Tuesday, February 23, 2010

I sympathize with Inigo

I hate waiting. Whether it's waiting for something to come in the mail, or waiting for a response on a submission, or waiting for... anything, really. I'm just not a naturally patient person. Then again, that lack of patience could just be a learned response. For most of my life, lack of response has meant 'no'.

I believe, quite firmly, in the principles of personal responsibility and free will. However, I wonder how much of each of our personalities, proclivities, and decisions are based or influenced by our subconscious memory of past experience rather than our conscious decisions. The problem with the subconscious, of course, is that it has no discretion, and conflates things terribly. In the example above, some people repeatedly used lack of communication to communicate 'no', and now my subconscious feels that any lack of communication means 'no'. That leads me to feel I should act as if I've received a 'no' response when I haven't actually had a response.

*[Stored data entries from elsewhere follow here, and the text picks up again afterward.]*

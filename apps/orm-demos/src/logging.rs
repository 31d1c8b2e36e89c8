//! tracing-subscriber setup

use anyhow::{Context, Result};
use orm_demos::LoggingConfig;
use tracing_subscriber::{fmt, layer::SubscriberExt, util::SubscriberInitExt, EnvFilter, Layer};

/// Install the global subscriber. `RUST_LOG` overrides `logging.level`.
pub fn init(config: &LoggingConfig) -> Result<()> {
    let env_filter = match EnvFilter::try_from_default_env() {
        Ok(filter) => filter,
        Err(_) => EnvFilter::try_new(&config.level)
            .with_context(|| format!("invalid log filter '{}'", config.level))?,
    };

    let registry = tracing_subscriber::registry();
    if config.json {
        let fmt_layer = fmt::layer()
            .json()
            .with_writer(std::io::stderr)
            .with_target(true)
            .with_current_span(true)
            .with_filter(env_filter);
        registry.with(fmt_layer).try_init()?;
    } else {
        let fmt_layer = fmt::layer()
            .with_writer(std::io::stderr)
            .with_target(true)
            .with_filter(env_filter);
        registry.with(fmt_layer).try_init()?;
    }

    Ok(())
}
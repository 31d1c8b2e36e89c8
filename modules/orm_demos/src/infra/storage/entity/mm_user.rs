//! Users reaching their languages through `user_languages`

use super::stamp_timestamps;
use sea_orm::entity::prelude::*;

#[derive(Clone, Debug, PartialEq, Eq, DeriveEntityModel)]
#[sea_orm(table_name = "mm_users")]
pub struct Model {
    /// Auto-increment primary key
    #[sea_orm(primary_key)]
    pub id: i32,

    /// Display name
    pub name: String,

    /// Home location
    pub location: String,

    /// Contact address
    pub email: String,

    /// Creation timestamp
    pub created_at: DateTimeUtc,

    /// Last update timestamp
    pub updated_at: DateTimeUtc,

    /// Soft delete timestamp
    #[sea_orm(indexed)]
    pub deleted_at: Option<DateTimeUtc>,
}

#[derive(Copy, Clone, Debug, EnumIter, DeriveRelation)]
pub enum Relation {
    /// Join rows linking this user to languages
    #[sea_orm(has_many = "super::user_language::Entity")]
    UserLanguage,
}

impl Related<super::user_language::Entity> for Entity {
    fn to() -> RelationDef {
        Relation::UserLanguage.def()
    }
}

impl Related<super::mm_language::Entity> for Entity {
    fn to() -> RelationDef {
        super::user_language::Relation::MmLanguage.def()
    }

    fn via() -> Option<RelationDef> {
        Some(super::user_language::Relation::MmUser.def().rev())
    }
}

#[async_trait::async_trait]
impl ActiveModelBehavior for ActiveModel {
    async fn before_save<C>(mut self, _db: &C, insert: bool) -> Result<Self, DbErr>
    where
        C: ConnectionTrait,
    {
        stamp_timestamps(&mut self.created_at, &mut self.updated_at, insert);
        Ok(self)
    }
}
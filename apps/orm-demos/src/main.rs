mod logging;

use anyhow::{Context, Result};
use clap::{Parser, Subcommand};
use orm_demos::{Config, Demo, DemoContext, SchemaOptions};
use std::path::PathBuf;

/// Run the ORM demos against a database
#[derive(Debug, Parser)]
#[command(name = "orm-demos", version, about)]
struct Cli {
    /// YAML configuration file
    #[arg(short, long, value_name = "FILE")]
    config: Option<PathBuf>,

    /// Connection string, overriding the configuration
    #[arg(long, value_name = "DSN")]
    dsn: Option<String>,

    #[command(subcommand)]
    command: Command,
}

#[derive(Debug, Subcommand)]
enum Command {
    /// List the available demos
    List,
    /// Run the named demos in order, or all of them
    Run {
        #[arg(value_name = "DEMO")]
        demos: Vec<Demo>,
    },
}

#[tokio::main]
async fn main() -> Result<()> {
    let cli = Cli::parse();

    let mut config = Config::load(cli.config.as_deref()).context("failed to load configuration")?;
    if let Some(dsn) = cli.dsn {
        config.database.dsn = dsn;
    }
    logging::init(&config.logging)?;

    match cli.command {
        Command::List => {
            for demo in Demo::all() {
                println!("{:<16} {}", demo.name(), demo.description());
            }
        }
        Command::Run { demos } => {
            let selected = if demos.is_empty() {
                Demo::all().to_vec()
            } else {
                demos
            };

            let db = orm_demos::connect(&config.database).await?;
            let schema = SchemaOptions {
                charset: config.database.charset.clone(),
            };
            let ctx = DemoContext::new(db, config.demos.clone(), schema);

            for demo in selected {
                let report = demo
                    .run(&ctx)
                    .await
                    .with_context(|| format!("demo '{}' failed", demo))?;
                println!("{}: {}", demo, report);
            }
        }
    }

    Ok(())
}
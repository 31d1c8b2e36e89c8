//! Inserts whose column values may be raw SQL expressions

use crate::error::DemoError;
use crate::infra::storage::entity::sql_express_user;
use sea_orm::sea_query::{Expr, Query, SimpleExpr};
use sea_orm::{ConnectionTrait, DatabaseConnection, DbErr, EntityTrait, Value};
use std::sync::Arc;

/// Value written to one column
#[derive(Debug, Clone, PartialEq)]
pub enum FieldValue {
    /// Bound as a plain parameter
    Value(Value),
    /// Raw SQL with `?` placeholders, bound to `args` in order
    Expr { sql: String, args: Vec<Value> },
}

impl FieldValue {
    pub fn value(value: impl Into<Value>) -> Self {
        Self::Value(value.into())
    }

    pub fn expr<I, V>(sql: impl Into<String>, args: I) -> Self
    where
        I: IntoIterator<Item = V>,
        V: Into<Value>,
    {
        Self::Expr {
            sql: sql.into(),
            args: args.into_iter().map(Into::into).collect(),
        }
    }

    fn into_simple_expr(self) -> SimpleExpr {
        match self {
            Self::Value(value) => SimpleExpr::Value(value),
            Self::Expr { sql, args } => Expr::cust_with_values(sql, args),
        }
    }
}

pub struct SqlExpressionRepository {
    db: Arc<DatabaseConnection>,
}

impl SqlExpressionRepository {
    pub fn new(db: Arc<DatabaseConnection>) -> Self {
        Self { db }
    }

    /// Insert one row built from column/value pairs. Returns the new id.
    pub async fn insert(
        &self,
        fields: Vec<(sql_express_user::Column, FieldValue)>,
    ) -> Result<i32, DemoError> {
        if fields.is_empty() {
            return Err(DbErr::Custom("no columns to insert".to_string()).into());
        }

        let (columns, values): (Vec<_>, Vec<_>) = fields
            .into_iter()
            .map(|(column, value)| (column, value.into_simple_expr()))
            .unzip();

        let mut insert = Query::insert();
        insert
            .into_table(sql_express_user::Entity)
            .columns(columns)
            .values(values)
            .map_err(|e| DbErr::Custom(e.to_string()))?;

        let backend = self.db.get_database_backend();
        let result = self.db.execute(backend.build(&insert)).await?;

        let id = i32::try_from(result.last_insert_id())
            .map_err(|_| DbErr::Custom("inserted id out of range".to_string()))?;
        Ok(id)
    }

    pub async fn find_by_id(&self, id: i32) -> Result<Option<sql_express_user::Model>, DemoError> {
        Ok(sql_express_user::Entity::find_by_id(id).one(&*self.db).await?)
    }
}
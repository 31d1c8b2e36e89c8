//! Storage layer - entities, auto-migration and repositories

pub mod entity;
pub mod mapper;
pub mod repositories;
pub mod schema;
//! SeaORM repositories, one per demo table group

pub mod cardholder;
pub mod language_directory;
pub mod product;
pub mod shared_language;
pub mod sql_expression;
pub mod user;

pub use cardholder::CardholderRepository;
pub use language_directory::LanguageDirectoryRepository;
pub use product::ProductRepository;
pub use shared_language::SharedLanguageRepository;
pub use sql_expression::{FieldValue, SqlExpressionRepository};
pub use user::UserRepository;
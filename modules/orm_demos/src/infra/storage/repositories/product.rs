//! Product catalog with soft deletes

use crate::contract::{NewProduct, ProductChanges};
use crate::error::DemoError;
use crate::infra::storage::entity::product;
use sea_orm::prelude::Expr;
use sea_orm::{
    ActiveModelTrait, ActiveValue::Set, ColumnTrait, DatabaseConnection, EntityTrait, QueryFilter,
};
use std::sync::Arc;

pub struct ProductRepository {
    db: Arc<DatabaseConnection>,
}

impl ProductRepository {
    pub fn new(db: Arc<DatabaseConnection>) -> Self {
        Self { db }
    }

    pub async fn create(&self, draft: &NewProduct) -> Result<product::Model, DemoError> {
        let active: product::ActiveModel = draft.into();
        Ok(active.insert(&*self.db).await?)
    }

    /// Find a live product by primary key
    pub async fn find_by_id(&self, id: i32) -> Result<Option<product::Model>, DemoError> {
        let result = product::Entity::find_by_id(id)
            .filter(product::Column::DeletedAt.is_null())
            .one(&*self.db)
            .await?;

        Ok(result)
    }

    pub async fn find_by_code(&self, code: &str) -> Result<Option<product::Model>, DemoError> {
        let result = product::Entity::find()
            .filter(product::Column::Code.eq(code))
            .filter(product::Column::DeletedAt.is_null())
            .one(&*self.db)
            .await?;

        Ok(result)
    }

    /// Find a product by primary key, soft-deleted or not
    pub async fn find_unscoped(&self, id: i32) -> Result<Option<product::Model>, DemoError> {
        Ok(product::Entity::find_by_id(id).one(&*self.db).await?)
    }

    /// Update only the price column.
    pub async fn update_price(
        &self,
        row: product::Model,
        price: i64,
    ) -> Result<product::Model, DemoError> {
        let mut active: product::ActiveModel = row.into();
        active.price = Set(price);
        Ok(active.update(&*self.db).await?)
    }

    /// Update every field present in `changes` in one statement.
    pub async fn apply_changes(
        &self,
        row: product::Model,
        changes: &ProductChanges,
    ) -> Result<product::Model, DemoError> {
        if changes.is_empty() {
            return Ok(row);
        }
        Ok(changes.apply_to(row).update(&*self.db).await?)
    }

    /// Mark a product deleted. Returns the number of rows affected.
    pub async fn soft_delete(&self, id: i32) -> Result<u64, DemoError> {
        let result = product::Entity::update_many()
            .col_expr(product::Column::DeletedAt, Expr::value(chrono::Utc::now()))
            .filter(product::Column::Id.eq(id))
            .filter(product::Column::DeletedAt.is_null())
            .exec(&*self.db)
            .await?;

        Ok(result.rows_affected)
    }

    /// Remove the row for good, soft-deleted or not.
    pub async fn purge(&self, id: i32) -> Result<u64, DemoError> {
        let result = product::Entity::delete_by_id(id).exec(&*self.db).await?;
        Ok(result.rows_affected)
    }
}
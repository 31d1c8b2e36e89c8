//! Join table between `mm_users` and `mm_languages`

use sea_orm::entity::prelude::*;

#[derive(Clone, Debug, PartialEq, Eq, DeriveEntityModel)]
#[sea_orm(table_name = "user_languages")]
pub struct Model {
    /// User side (part of composite primary key)
    #[sea_orm(primary_key, auto_increment = false)]
    pub mm_user_id: i32,

    /// Language side (part of composite primary key)
    #[sea_orm(primary_key, auto_increment = false)]
    pub mm_language_id: i32,
}

#[derive(Copy, Clone, Debug, EnumIter, DeriveRelation)]
pub enum Relation {
    /// Foreign key to mm_users
    #[sea_orm(
        belongs_to = "super::mm_user::Entity",
        from = "Column::MmUserId",
        to = "super::mm_user::Column::Id",
        on_delete = "Cascade"
    )]
    MmUser,
    /// Foreign key to mm_languages
    #[sea_orm(
        belongs_to = "super::mm_language::Entity",
        from = "Column::MmLanguageId",
        to = "super::mm_language::Column::Id",
        on_delete = "Cascade"
    )]
    MmLanguage,
}

impl Related<super::mm_user::Entity> for Entity {
    fn to() -> RelationDef {
        Relation::MmUser.def()
    }
}

impl Related<super::mm_language::Entity> for Entity {
    fn to() -> RelationDef {
        Relation::MmLanguage.def()
    }
}

impl ActiveModelBehavior for ActiveModel {}
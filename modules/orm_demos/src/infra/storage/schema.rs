//! Entity-driven auto-migration
//!
//! Tables are derived from entity definitions rather than hand-written
//! migrations: a missing table is created with its indexes, an existing one
//! gains whatever entity columns it lacks. Columns are never dropped or
//! retyped.

use sea_orm::sea_query::{Alias, Table, TableCreateStatement};
use sea_orm::{ConnectionTrait, DatabaseConnection, DbBackend, DbErr, EntityTrait, Schema};
use sea_orm_migration::SchemaManager;

/// Table options applied when creating tables
#[derive(Debug, Clone, Default, PartialEq, Eq)]
pub struct SchemaOptions {
    /// `DEFAULT CHARSET` for new tables; ignored outside MySQL
    pub charset: Option<String>,
}

impl SchemaOptions {
    pub fn with_charset(charset: impl Into<String>) -> Self {
        Self {
            charset: Some(charset.into()),
        }
    }
}

/// What a single `auto_migrate` call changed
#[derive(Debug, Clone, PartialEq, Eq)]
pub struct MigrationReport {
    pub table: String,
    /// The table did not exist and was created
    pub created: bool,
    /// Columns appended to an existing table
    pub added_columns: Vec<String>,
}

impl MigrationReport {
    pub fn is_noop(&self) -> bool {
        !self.created && self.added_columns.is_empty()
    }
}

/// `CREATE TABLE IF NOT EXISTS` for `entity`; the charset is only set on MySQL.
pub fn create_table_statement<E>(
    backend: DbBackend,
    entity: E,
    opts: &SchemaOptions,
) -> TableCreateStatement
where
    E: EntityTrait,
{
    let mut create = Schema::new(backend).create_table_from_entity(entity);
    create.if_not_exists();
    if backend == DbBackend::MySql {
        if let Some(charset) = &opts.charset {
            create.character_set(charset.as_str());
        }
    }
    create
}

/// Bring the table behind `entity` in line with its definition.
pub async fn auto_migrate<E>(
    db: &DatabaseConnection,
    entity: E,
    opts: &SchemaOptions,
) -> Result<MigrationReport, DbErr>
where
    E: EntityTrait,
{
    let backend = db.get_database_backend();
    let schema = Schema::new(backend);
    let manager = SchemaManager::new(db);
    let table = entity.table_name().to_string();

    if !manager.has_table(&table).await? {
        manager
            .create_table(create_table_statement(backend, entity, opts))
            .await?;

        for index in schema.create_index_from_entity(E::default()) {
            manager.create_index(index).await?;
        }

        tracing::info!(table = %table, "table created");
        return Ok(MigrationReport {
            table,
            created: true,
            added_columns: Vec::new(),
        });
    }

    let definition = schema.create_table_from_entity(E::default());
    let mut added_columns = Vec::new();
    for column in definition.get_columns() {
        let name = column.get_column_name();
        if manager.has_column(&table, &name).await? {
            continue;
        }

        let mut column = column.clone();
        manager
            .alter_table(
                Table::alter()
                    .table(Alias::new(table.as_str()))
                    .add_column(&mut column)
                    .to_owned(),
            )
            .await?;
        tracing::info!(table = %table, column = %name, "column added");
        added_columns.push(name);
    }

    if added_columns.is_empty() {
        tracing::debug!(table = %table, "no schema changes detected");
    }

    Ok(MigrationReport {
        table,
        created: false,
        added_columns,
    })
}
//! Insert whose `location` is computed by the database with `UPPER(?)`

use super::DemoContext;
use crate::error::DemoError;
use crate::infra::storage::entity::sql_express_user;
use crate::infra::storage::repositories::{FieldValue, SqlExpressionRepository};
use crate::infra::storage::schema::{auto_migrate, MigrationReport};

#[derive(Debug, Clone)]
pub struct SqlExpressReport {
    pub migration: MigrationReport,
    pub inserted: sql_express_user::Model,
}

pub async fn run(ctx: &DemoContext) -> Result<SqlExpressReport, DemoError> {
    let migration = auto_migrate(ctx.db(), sql_express_user::Entity, &ctx.schema).await?;
    let repo = SqlExpressionRepository::new(ctx.shared_db());

    let id = repo
        .insert(vec![
            (sql_express_user::Column::Name, FieldValue::value("JinZhu")),
            (
                sql_express_user::Column::Location,
                FieldValue::expr("UPPER(?)", ["HuNan ChangSha"]),
            ),
        ])
        .await?;

    let inserted = repo
        .find_by_id(id)
        .await?
        .ok_or_else(|| DemoError::not_found("sql_express_user", id))?;
    tracing::info!(name = %inserted.name, location = %inserted.location, "inserted");

    Ok(SqlExpressReport {
        migration,
        inserted,
    })
}
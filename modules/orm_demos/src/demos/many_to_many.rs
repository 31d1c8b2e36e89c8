//! Many-to-many: one user linked to two languages through `user_languages`

use super::DemoContext;
use crate::contract::NewPolyglot;
use crate::error::DemoError;
use crate::infra::storage::entity::{mm_language, mm_user, user_language};
use crate::infra::storage::repositories::LanguageDirectoryRepository;
use crate::infra::storage::schema::{auto_migrate, MigrationReport};

#[derive(Debug, Clone)]
pub struct ManyToManyReport {
    pub migrations: Vec<MigrationReport>,
    pub user: mm_user::Model,
    /// Languages read back through the join table
    pub languages: Vec<mm_language::Model>,
}

pub async fn run(ctx: &DemoContext) -> Result<ManyToManyReport, DemoError> {
    let migrations = vec![
        auto_migrate(ctx.db(), mm_user::Entity, &ctx.schema).await?,
        auto_migrate(ctx.db(), mm_language::Entity, &ctx.schema).await?,
        auto_migrate(ctx.db(), user_language::Entity, &ctx.schema).await?,
    ];
    let repo = LanguageDirectoryRepository::new(ctx.shared_db());

    let draft = NewPolyglot::new("Yangwawa", "Yangwawa0323@163.com").speaking(["汉语", "English"]);
    let (user, _) = repo.create_user_with_languages(&draft).await?;

    let languages = repo.languages_of(user.id).await?;
    tracing::info!(user = user.id, languages = languages.len(), "polyglot created");

    Ok(ManyToManyReport {
        migrations,
        user,
        languages,
    })
}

As a student of human nature, I'm curious about this because it affects how humans act. As a writer, I'm curious about this because to provide versimilitude (yes, I use that word in casual conversation, Matt) characters must act realistically. If the type of conditioning implied above is real, that includes responding to situations not as the situation requires, but as previous situations have conditioned them to respond.

No conclusions today, just food for thought.

Thursday, February 4, 2010

Communication

A thought on communication;

Assume that silence will be taken as negative. It almost always is taken so, even if it's rarely intended so.

Tuesday, February 2, 2010

Whoa

This weekend I set a new high for endorphin rushes due to compliments on my writing.

For those of you who are keeping score, the first compliment that really set my feet on the path to becoming a writer was back in 07. One of the Barflies on the Baen forums posted that he put down the latest Weber release to read my most recent snippet.

The second shot of squee was roughly two years after that, when the chief slush reader at Baen took the time to send me a critique and tell me they'd like to see it again. The third shot was last fall, when an agent sent me an email saying she'd agonized for nearly a year over my first book.

The second and third shots were based on the fact that professionals in the industry thought I had something good. Maybe not good enough, but very, very close. I still remember that first time though, when a complete random told me 'hey, this is good!'. I got another shot close to that this weekend. The person wasn't a complete random, but the circumstance scoured away any thoughts of 'he's just saying it because I'm a friend'.

I have a friend who, despite being well read, doesn't read science fiction. When he heard I wrote a book, he asked for a copy. He told me science fiction wasn't his thing, but he'd give it a shot.

Didn't. The operative word for whether he reads Sci Fi or not is 'didn't'. He does now, because of my novel.

Some things just make you wanna go 'whoa' like a stunned Keanu Reeves.